PRO TIPS BY NIC HAMILTON: A PRO’S REACTION TO THE ROUTE
When I received the press release of the route, my initial reaction was a two-fold: “WOW!” and “FINALLY!”. The former response was sparked because the route is incredibly diverse and challenging, while the latter because the race will finally venture into the mountains! As someone who is extremely proud to call Alberta home I have always wanted to showcase the entirety of our province to my teammates and competitors and this route does that in the most profound way possible. Included in my breakdown of the stages, I will venture a guess (with only a slight bias…) at a stage winner based on teams who have attended the first two editions of the Tour of Alberta presented by ATB Financial. I have no clue which teams will be attending (other than the five previously announced teams), so don’t place any money on these bets quite yet!
Let’s start at the beginning with the Team Time Trial (TTT) in the City of Grande Prairie. This event is gaining traction around the world and has been a staple in the World Championships for several years. In fact, this will be the last professional race to host a TTT prior to the World Championships, which will be hosted in Virginia, USA this September. As real G.C. time is up for grabs in this stage, any contender for the overall crown will need to come with some good helpers dedicated to the cause. In fact, as I review the route in its entirety it has become obvious that anyone looking to win the Tour of Alberta presented by ATB Financial will need a good squad to not only help them in the TTT but in positioning for hill top finishes, getting safely through the gravel and dirt sections, as well as surviving the inevitable cross wind sections.
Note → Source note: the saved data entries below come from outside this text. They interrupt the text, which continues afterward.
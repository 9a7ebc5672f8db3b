//! Configuration for conversions
//!
//! Settings are layered: built-in defaults, then an optional
//! `pixelart.toml`, then command-line flags.

pub mod loader;
pub mod schema;

pub use loader::*;
pub use schema::*;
The bottom line is, to be successful any team will have to have a lot of depth and as a result I am expecting the most competitive field in the race’s history. The Orica GreenEdge squad continues to prove themselves in the TTT (See: Giro Win) and I will give my nod to them to win the stage and assume the race lead. Depending on where certain riders are (in holding camps or racing for preparation) this could vary but I would also look to a surprise ride from some of the division 3 teams.
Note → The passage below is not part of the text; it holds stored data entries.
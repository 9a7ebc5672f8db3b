//! Configuration loading and discovery for `pixelart.toml`
//!
//! Provides functions to find, load, and merge configuration.

use super::schema::PixelArtConfig;
use crate::resample::ResampleStrategy;
use std::env;
use std::fs;
use std::path::{Path, PathBuf};
use thiserror::Error;

/// Name of the project configuration file.
pub const CONFIG_FILE_NAME: &str = "pixelart.toml";

/// Configuration error. Any of these aborts a batch before the first input
/// is touched.
#[derive(Debug, Error)]
#[non_exhaustive]
pub enum ConfigError {
    /// File I/O error
    #[error("Failed to read config: {0}")]
    Io(#[from] std::io::Error),
    /// TOML parsing error
    #[error("Failed to parse pixelart.toml: {0}")]
    Parse(#[from] toml::de::Error),
    /// Validation error
    #[error("Config validation failed:\n{}", .0.iter().map(|e| format!("  - {}", e)).collect::<Vec<_>>().join("\n"))]
    Validation(Vec<String>),
    /// Input path does not exist
    #[error("Input path '{}' does not exist", .0.display())]
    MissingInput(PathBuf),
    /// Input directory holds nothing to convert
    #[error("No GIF or PNG files found in '{}'", .0.display())]
    NoInputs(PathBuf),
}

/// CLI arguments that can override config values
#[derive(Debug, Default, Clone)]
pub struct CliOverrides {
    pub input: Option<PathBuf>,
    pub output: Option<PathBuf>,
    pub width: Option<u32>,
    pub height: Option<u32>,
    pub resample: Option<ResampleStrategy>,
    pub invert: Option<bool>,
    pub contrast: Option<f32>,
    pub frame_reduction: Option<f64>,
    pub write_types: Option<bool>,
}

/// Find pixelart.toml by walking up from the current working directory.
pub fn find_config() -> Option<PathBuf> {
    env::current_dir().ok().and_then(find_config_from)
}

/// Find pixelart.toml by walking up from a specific directory.
pub fn find_config_from(start: PathBuf) -> Option<PathBuf> {
    let mut current = start;

    loop {
        let config_path = current.join(CONFIG_FILE_NAME);
        if config_path.exists() {
            return Some(config_path);
        }

        if !current.pop() {
            return None;
        }
    }
}

/// Load configuration from a pixelart.toml file.
///
/// With an explicit path the file must exist. Without one, the file is
/// discovered with [`find_config`] and built-in defaults are used when
/// there is none.
pub fn load_config(path: Option<&Path>) -> Result<PixelArtConfig, ConfigError> {
    let config_path = match path {
        Some(p) => Some(p.to_path_buf()),
        None => find_config(),
    };

    match config_path {
        Some(p) => load_config_file(&p),
        None => Ok(PixelArtConfig::default()),
    }
}

/// Load configuration from a specific file path.
fn load_config_file(path: &Path) -> Result<PixelArtConfig, ConfigError> {
    let contents = fs::read_to_string(path)?;
    let config: PixelArtConfig = toml::from_str(&contents)?;
    tracing::debug!(path = %path.display(), "loaded config file");
    Ok(config)
}

/// Merge CLI overrides into a configuration.
///
/// CLI arguments take precedence over config file values.
pub fn merge_cli_overrides(config: &mut PixelArtConfig, overrides: &CliOverrides) {
    if let Some(ref input) = overrides.input {
        config.paths.input = input.clone();
    }
    if let Some(ref output) = overrides.output {
        config.paths.output = output.clone();
    }
    if let Some(write_types) = overrides.write_types {
        config.paths.write_types = write_types;
    }

    let convert = &mut config.convert;
    if let Some(width) = overrides.width {
        convert.width = width;
    }
    if let Some(height) = overrides.height {
        convert.height = height;
    }
    if let Some(resample) = overrides.resample {
        convert.resample = resample;
    }
    if let Some(invert) = overrides.invert {
        convert.invert = invert;
    }
    if let Some(contrast) = overrides.contrast {
        convert.contrast = contrast;
    }
    if let Some(frame_reduction) = overrides.frame_reduction {
        convert.frame_reduction = frame_reduction;
    }
}

/// Load, merge CLI overrides, then validate the result.
///
/// Validation runs after merging so a bad file value fixed on the command
/// line is accepted, and a bad command-line value is always caught.
pub fn resolve_config(
    path: Option<&Path>,
    overrides: &CliOverrides,
) -> Result<PixelArtConfig, ConfigError> {
    let mut config = load_config(path)?;
    merge_cli_overrides(&mut config, overrides);

    let errors = config.validate();
    if !errors.is_empty() {
        return Err(ConfigError::Validation(errors.into_iter().map(|e| e.to_string()).collect()));
    }

    Ok(config)
}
Moving to the second stage, which will also take place in the County of Grand Prairie, I reckon this will be one for the sprinters. However, before the race finds the finish line there is an important matter of establishing the leaders in the intermediate competitions. As this is the first chance for Subway Sprint and Go Auto KOM points to be awarded, it will be a hotly contested battle to be represented in the day’s breakaway. For a developing rider looking to garner some attention (Becoming A Pro), this is the best day to do it. I expect a breakaway of 4-6 riders will escape the pack and challenge each and every intermediate sprint. It is clever of the organization to put this stage as a sprint, as there will be action all day and will culminate in a very interesting final. Of note for Stage 2 is the presence of a small 1.5 km climb in the final circuit. Riders will go up this 3 times with the last ascent occurring in the final 10km. It is a stage where the timeless adage of GC racing is applied: “the Tour of Alberta will not be won on this stage but it could be lost.” This type of day would be suited to the US SmartStop Team (should they attend again) and I predict with a resurgence in from, Zach Bell will take this day.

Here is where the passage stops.